Comme le décrit si bien Nicolas Fargues dans son roman "J'étais derrière toi" que je suis en train de parcourir, le bonheur ce n'est souvent qu'un souvenir, un instant que l'on se remémore une fois qu'il est déjà passé, une sensation agréable qui demeure en nous comme une nostalgie. Mais un instant de bonheur c'est aussi une sensation de bien être, que l'on sait capter, que l'on sait savourer, un moment où l'on se sent libre, comblée, sereine et que l'on identifie tout de suite comme un instant suspendu.
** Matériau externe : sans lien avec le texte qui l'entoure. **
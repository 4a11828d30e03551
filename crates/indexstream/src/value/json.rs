//! Generic value-to-text encoding.
//!
//! Null, booleans, text, and finite floats map onto plain JSON. Integers,
//! bytes, and non-finite floats use single-key tagged objects so that no
//! `Value::Text` can ever decode as another variant.

use crate::value::Value;
use serde_json::{Map, Number, Value as JsonValue};
use std::fmt::Write as _;
use thiserror::Error as ThisError;

const INTEGER_TAG: &str = "$integer";
const BYTES_TAG: &str = "$bytes";
const FLOAT_TAG: &str = "$float";

///
/// ValueDecodeError
///

#[derive(Debug, Eq, PartialEq, ThisError)]
pub enum ValueDecodeError {
    #[error("json {kind} is not a scalar index value")]
    UnsupportedJson { kind: &'static str },

    #[error("tagged value must be an object with exactly one key")]
    MalformedTag,

    #[error("unknown value tag '{tag}'")]
    UnknownTag { tag: String },

    #[error("invalid '{tag}' payload: {reason}")]
    InvalidPayload { tag: &'static str, reason: String },
}

impl Value {
    /// Encode this value as JSON.
    #[must_use]
    pub fn to_json(&self) -> JsonValue {
        match self {
            Self::Null => JsonValue::Null,
            Self::Bool(value) => JsonValue::Bool(*value),
            Self::Text(text) => JsonValue::String(text.clone()),
            Self::Int(value) => tagged(INTEGER_TAG, value.to_string()),
            Self::Bytes(bytes) => tagged(BYTES_TAG, encode_hex(bytes)),
            Self::Float(value) => match Number::from_f64(*value) {
                Some(number) => JsonValue::Number(number),
                None => tagged(FLOAT_TAG, non_finite_label(*value).to_string()),
            },
        }
    }

    /// Decode one value previously produced by [`Value::to_json`].
    pub fn from_json(json: &JsonValue) -> Result<Self, ValueDecodeError> {
        match json {
            JsonValue::Null => Ok(Self::Null),
            JsonValue::Bool(value) => Ok(Self::Bool(*value)),
            JsonValue::String(text) => Ok(Self::Text(text.clone())),
            JsonValue::Number(number) => number.as_f64().map(Self::Float).ok_or_else(|| {
                ValueDecodeError::InvalidPayload {
                    tag: FLOAT_TAG,
                    reason: format!("number {number} is not representable"),
                }
            }),
            JsonValue::Object(object) => decode_tagged(object),
            JsonValue::Array(_) => Err(ValueDecodeError::UnsupportedJson { kind: "array" }),
        }
    }
}

fn tagged(tag: &str, payload: String) -> JsonValue {
    let mut object = Map::with_capacity(1);
    object.insert(tag.to_string(), JsonValue::String(payload));

    JsonValue::Object(object)
}

fn decode_tagged(object: &Map<String, JsonValue>) -> Result<Value, ValueDecodeError> {
    let mut entries = object.iter();
    let (Some((tag, payload)), None) = (entries.next(), entries.next()) else {
        return Err(ValueDecodeError::MalformedTag);
    };
    let JsonValue::String(payload) = payload else {
        return Err(ValueDecodeError::MalformedTag);
    };

    match tag.as_str() {
        INTEGER_TAG => payload
            .parse::<i64>()
            .map(Value::Int)
            .map_err(|err| ValueDecodeError::InvalidPayload {
                tag: INTEGER_TAG,
                reason: err.to_string(),
            }),
        BYTES_TAG => decode_hex(payload).map(Value::Bytes),
        FLOAT_TAG => match payload.as_str() {
            "NaN" => Ok(Value::Float(f64::NAN)),
            "Infinity" => Ok(Value::Float(f64::INFINITY)),
            "-Infinity" => Ok(Value::Float(f64::NEG_INFINITY)),
            other => Err(ValueDecodeError::InvalidPayload {
                tag: FLOAT_TAG,
                reason: format!("'{other}' is not a non-finite float label"),
            }),
        },
        other => Err(ValueDecodeError::UnknownTag {
            tag: other.to_string(),
        }),
    }
}

const fn non_finite_label(value: f64) -> &'static str {
    if value.is_nan() {
        "NaN"
    } else if value.is_sign_positive() {
        "Infinity"
    } else {
        "-Infinity"
    }
}

fn encode_hex(bytes: &[u8]) -> String {
    let mut out = String::with_capacity(bytes.len() * 2);
    for byte in bytes {
        let _ = write!(out, "{byte:02x}");
    }
    out
}

fn decode_hex(text: &str) -> Result<Vec<u8>, ValueDecodeError> {
    if !text.len().is_multiple_of(2) {
        return Err(ValueDecodeError::InvalidPayload {
            tag: BYTES_TAG,
            reason: "odd number of hex characters".to_string(),
        });
    }

    let bytes = text.as_bytes();
    let mut out = Vec::with_capacity(bytes.len() / 2);
    for (idx, pair) in bytes.chunks_exact(2).enumerate() {
        let (Some(hi), Some(lo)) = (decode_hex_nibble(pair[0]), decode_hex_nibble(pair[1])) else {
            return Err(ValueDecodeError::InvalidPayload {
                tag: BYTES_TAG,
                reason: format!("invalid hex at position {}", idx * 2),
            });
        };
        out.push((hi << 4) | lo);
    }

    Ok(out)
}

const fn decode_hex_nibble(byte: u8) -> Option<u8> {
    match byte {
        b'0'..=b'9' => Some(byte - b'0'),
        b'a'..=b'f' => Some(byte - b'a' + 10),
        b'A'..=b'F' => Some(byte - b'A' + 10),
        _ => None,
    }
}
C'était tout à l'heure, après que nous ayons pris notre brunch, bu notre thé, lui confortablement étendu sur mon canapé et moi, calée sur un coussin par terre juste contre son épaule, son bras autour de moi me réchauffant la poitrine. Chacun dans sa bulle, lui parfaitement subjugué par les guignols de l'info et moi confortablement plongée dans le ton si simple et si frais de ce romancier que je découvre. Chacun dans sa bulle, mais ensemble, si près. Un instant qui m'a paru une éternité, un moment simple, mais rempli de beaucoup de présence, ponctué par des caresses, quelques baisers dans mes cheveux. Un moment suspendu que j'aime vivre, tout comme j'aime sentir ses mains sur moi dans la douche le matin, rinçant mon shampooing, s'assurant que je n'ai pas froid, faisant couler l'eau bouillante sur mon corps. Un instant suspendu oui, sans attente, sans crainte, juste le présent. Pourtant, déjà, il est parti. Il est fini cet instant, il est parti cet homme capable d'etre si présent, si là et puis d'un coup d'un seul complètement absent. Sauvage, imprévisible, j'ai beaucoup de mal à l'apprivoiser. C'est peut etre aussi ce que j'aime. J'aime qu'il ne laisse rien transparaitre que ces gestes d'attention parfois si délicats, mais aucune parole qui puisse le compromettre, qui puisse compromettre un quelconque attachement. Du coup je retiens aussi le mien. Indépendance c'est son leitmotiv. Je rajouterais silence. Ce silence qu'il instaure toute la semaine, qui me faisait bizarre au début mais auquel je m'habitue, auquel je commence à faire confiance car l'arrivée du week end est toujours une surprise. J'appréhende toujours qu'il ne donne pas de nouvelles, et puis les moments passés en sa présence sont toujours de bons moments. Alors j'attends le prochain instant avec impatience, mais sereine.

15 février 2008

... Le soir où j'ai su que j'étais canadienne ...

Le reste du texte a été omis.